Pollutant Source-term Characterization And Transport Parameter Estimation With Metamodel-based Methods: A Chlorinated Solvent Case Study
Price
Free (open access)
Transaction
Volume
80
Pages
10
Published
2005
Size
415 kb
Paper DOI
10.2495/WRM050241
Copyright
WIT Press
Author(s)
A. Dan & P. Jamet
Abstract
This article presents an original method for the estimation of pollutant source-term chemical composition and of the parameters governing their groundwater transport in a given brownfield site. This method is based on field data exhaustion (primarily the pollutant mass fractions measured in sampling points, in groundwater). We develop site-specific metamodels (like kriging and neural networks)—regression models carried out on sampled data from simulation model outputs—to extract the functional relation between the chemical compositions computed with a transport code at monitoring locations and the source composition. Applying the determined metamodels to new chemical compositions observed in groundwater samples, we directly estimate the source composition of the sampled pollution.
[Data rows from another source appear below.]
use serde_json::{Map, Value};

use crate::model::{annotations, labels, set_annotations, set_labels};

/// Labels and annotations left out of every comparison.
#[derive(Debug, Clone, Default, PartialEq, Eq)]
pub struct DiffIgnores {
	pub all_labels: bool,
	pub all_annotations: bool,
	pub label_names: Vec<String>,
	pub annotation_names: Vec<String>,
}

impl DiffIgnores {
	fn has_label_rules(&self) -> bool {
		self.all_labels || !self.label_names.is_empty()
	}

	fn has_annotation_rules(&self) -> bool {
		self.all_annotations || !self.annotation_names.is_empty()
	}

	/// Strip ignored labels and annotations from a document in place.
	///
	/// A category with rules always ends up with a map, possibly empty, so that
	/// both sides of a comparison have the same shape. Applying twice is the
	/// same as applying once.
	pub fn preprocess(&self, doc: &mut Value) {
		if self.has_label_rules() {
			let kept = strip(labels(doc), self.all_labels, &self.label_names);
			set_labels(doc, kept);
		}
		if self.has_annotation_rules() {
			let kept = strip(
				annotations(doc),
				self.all_annotations,
				&self.annotation_names,
			);
			set_annotations(doc, kept);
		}
	}
}

fn strip(current: Option<&Map<String, Value>>, all: bool, names: &[String]) -> Map<String, Value> {
	if all {
		return Map::new();
	}
	let mut kept = current.cloned().unwrap_or_default();
	for name in names {
		kept.remove(name);
	}
	kept
}
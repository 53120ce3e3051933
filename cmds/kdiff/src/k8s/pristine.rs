//! Pristine version selection.
//!
//! A live object carries fields the server fills in (status, uid, managed
//! fields, ...). Comparing the desired document against it would always show
//! differences, so the comparison baseline is the best available record of
//! what was last applied.

use std::fmt;

use base64::{engine::general_purpose::STANDARD, Engine as _};
use serde_json::{Map, Value};

/// Annotation holding the base64-encoded JSON of the last applied object.
///
/// Written by the deploy tooling on apply. kdiff only reads it.
pub const ANNOTATION_LAST_APPLIED: &str = "kdiff.io/last-applied";

/// Annotation kubectl writes on client-side apply.
pub const ANNOTATION_KUBECTL_LAST_APPLIED: &str =
	"kubectl.kubernetes.io/last-applied-configuration";

/// Metadata fields populated by the server.
const SERVER_METADATA_FIELDS: &[&str] = &[
	"uid",
	"resourceVersion",
	"generation",
	"creationTimestamp",
	"managedFields",
	"selfLink",
];

/// Where a pristine version came from.
#[derive(Debug, Clone, Copy, PartialEq, Eq)]
pub enum PristineSource {
	KdiffAnnotation,
	KubectlAnnotation,
	LiveObject,
}

impl fmt::Display for PristineSource {
	fn fmt(&self, f: &mut fmt::Formatter<'_>) -> fmt::Result {
		match self {
			PristineSource::KdiffAnnotation => write!(f, "kdiff annotation"),
			PristineSource::KubectlAnnotation => write!(f, "kubectl annotation"),
			PristineSource::LiveObject => write!(f, "live object"),
		}
	}
}

/// Pick the comparison baseline for a live object.
///
/// Malformed annotations are logged and skipped.
pub fn select(live: &Value) -> (Value, PristineSource) {
	if let Some(encoded) = crate::model::annotation(live, ANNOTATION_LAST_APPLIED) {
		match decode_kdiff_annotation(encoded) {
			Some(v) => return (v, PristineSource::KdiffAnnotation),
			None => tracing::warn!(
				annotation = ANNOTATION_LAST_APPLIED,
				"ignoring undecodable annotation"
			),
		}
	}
	if let Some(raw) = crate::model::annotation(live, ANNOTATION_KUBECTL_LAST_APPLIED) {
		match serde_json::from_str::<Value>(raw) {
			Ok(v) if v.is_object() => return (v, PristineSource::KubectlAnnotation),
			_ => tracing::warn!(
				annotation = ANNOTATION_KUBECTL_LAST_APPLIED,
				"ignoring unparseable annotation"
			),
		}
	}
	(strip_server_fields(live), PristineSource::LiveObject)
}

fn decode_kdiff_annotation(encoded: &str) -> Option<Value> {
	let bytes = STANDARD.decode(encoded.trim()).ok()?;
	let value: Value = serde_json::from_slice(&bytes).ok()?;
	value.is_object().then_some(value)
}

/// Copy of `live` without fields the server populates.
pub fn strip_server_fields(live: &Value) -> Value {
	let mut out = live.clone();
	let Some(obj) = out.as_object_mut() else {
		return out;
	};
	obj.remove("status");
	if let Some(Value::Object(meta)) = obj.get_mut("metadata") {
		for field in SERVER_METADATA_FIELDS {
			meta.remove(*field);
		}
		let drop_annotations = match meta.get_mut("annotations") {
			Some(Value::Object(annotations)) => {
				strip_last_applied(annotations);
				annotations.is_empty()
			}
			Some(Value::Null) => true,
			_ => false,
		};
		if drop_annotations {
			meta.remove("annotations");
		}
	}
	out
}

fn strip_last_applied(annotations: &mut Map<String, Value>) {
	annotations.remove(ANNOTATION_LAST_APPLIED);
	annotations.remove(ANNOTATION_KUBECTL_LAST_APPLIED);
}

#[cfg(test)]
mod tests {
	use serde_json::json;

	use super::*;

	fn encode_last_applied(doc: &Value) -> String {
		STANDARD.encode(doc.to_string())
	}

	fn live_with(annotations: Value) -> Value {
		json!({
			"apiVersion": "v1",
			"kind": "ConfigMap",
			"metadata": {
				"name": "cfg",
				"namespace": "web",
				"uid": "1234",
				"resourceVersion": "99",
				"creationTimestamp": "2024-01-01T00:00:00Z",
				"managedFields": [{"manager": "kubectl"}],
				"annotations": annotations,
			},
			"data": {"key": "live"},
			"status": {"phase": "whatever"},
		})
	}

	#[test]
	fn test_kdiff_annotation_wins() {
		let applied = json!({"apiVersion": "v1", "kind": "ConfigMap", "metadata": {"name": "cfg"}, "data": {"key": "applied"}});
		let live = live_with(json!({
			"kdiff.io/last-applied": encode_last_applied(&applied),
			"kubectl.kubernetes.io/last-applied-configuration": "{\"kind\": \"ConfigMap\"}",
		}));
		let (pristine, source) = select(&live);
		assert_eq!(source, PristineSource::KdiffAnnotation);
		assert_eq!(pristine, applied);
		assert_eq!(source.to_string(), "kdiff annotation");
	}

	#[test]
	fn test_kubectl_annotation() {
		let live = live_with(json!({
			"kubectl.kubernetes.io/last-applied-configuration": "{\"kind\": \"ConfigMap\", \"data\": {\"key\": \"kubectl\"}}",
		}));
		let (pristine, source) = select(&live);
		assert_eq!(source, PristineSource::KubectlAnnotation);
		assert_eq!(pristine["data"]["key"], "kubectl");
	}

	#[test]
	fn test_malformed_annotation_falls_through() {
		let live = live_with(json!({
			"kdiff.io/last-applied": "not base64!",
			"team": "platform",
		}));
		let (pristine, source) = select(&live);
		assert_eq!(source, PristineSource::LiveObject);
		assert_eq!(pristine["metadata"]["annotations"], json!({"team": "platform"}));
	}

	#[test]
	fn test_live_object_stripped() {
		let live = live_with(json!({}));
		let (pristine, source) = select(&live);
		assert_eq!(source, PristineSource::LiveObject);
		assert_eq!(
			pristine,
			json!({
				"apiVersion": "v1",
				"kind": "ConfigMap",
				"metadata": {"name": "cfg", "namespace": "web"},
				"data": {"key": "live"},
			})
		);
	}
}
use std::process::ExitCode;

use clap::{ArgAction, Parser, Subcommand};
use kdiff::{
	commands::{
		self,
		util::{BrokenPipeGuard, UsageError},
	},
	telemetry,
};
use tracing::Level;

#[cfg(all(
	target_os = "linux",
	feature = "mimalloc",
	not(feature = "system-alloc")
))]
#[global_allocator]
static GLOBAL: mimallocator::Mimalloc = mimallocator::Mimalloc;

#[derive(Parser)]
#[command(name = "kdiff")]
#[command(about = "Compare Kubernetes objects with a live cluster", long_about = None)]
#[command(version = env!("KDIFF_VERSION"))]
struct Cli {
	/// Log level (error, warn, info, debug, trace), overrides RUST_LOG
	#[arg(long, global = true)]
	log_level: Option<Level>,

	/// List unchanged objects and raise the log level, may be repeated
	#[arg(short, long, global = true, action = ArgAction::Count)]
	verbose: u8,

	#[command(subcommand)]
	command: Commands,
}

#[derive(Subcommand)]
enum Commands {
	/// Differences between the configuration and the cluster
	Diff(commands::diff::DiffArgs),
}

fn main() -> ExitCode {
	let cli = Cli::parse();

	let _telemetry = match telemetry::init(cli.log_level, cli.verbose) {
		Ok(guard) => guard,
		Err(e) => {
			eprintln!("Error: initializing telemetry: {e:#}");
			return ExitCode::FAILURE;
		}
	};

	let stdout = BrokenPipeGuard::new(std::io::stdout());

	let result = match cli.command {
		Commands::Diff(args) => commands::diff::run(args, cli.verbose, stdout),
	};

	match result {
		Ok(()) => ExitCode::SUCCESS,
		Err(e) => {
			eprintln!("Error: {e:#}");
			if e.downcast_ref::<UsageError>().is_some() {
				ExitCode::from(2)
			} else {
				ExitCode::FAILURE
			}
		}
	}
}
Thus, it becomes possible to estimate the pollutant source terms (source chemical composition and past industrial activities or past uses of the site) that have led to the observed contamination. We illustrate this method on chemical compositions from sites polluted by chlorinated solvent. The aim of this research is to determine, by cost efficient means, the nature and the dynamics of the pollutants involved in a brownfield site under investigation. Keywords: pollutant source identification, source-term chemical composition estimation, transport parameters estimation, metamodel, chlorinated solvents, kriging, neural networks.
Keywords
pollutant source identification, source-term chemical composition estimation, transport parameters estimation, metamodel, chlorinated solvents, kriging, neural networks.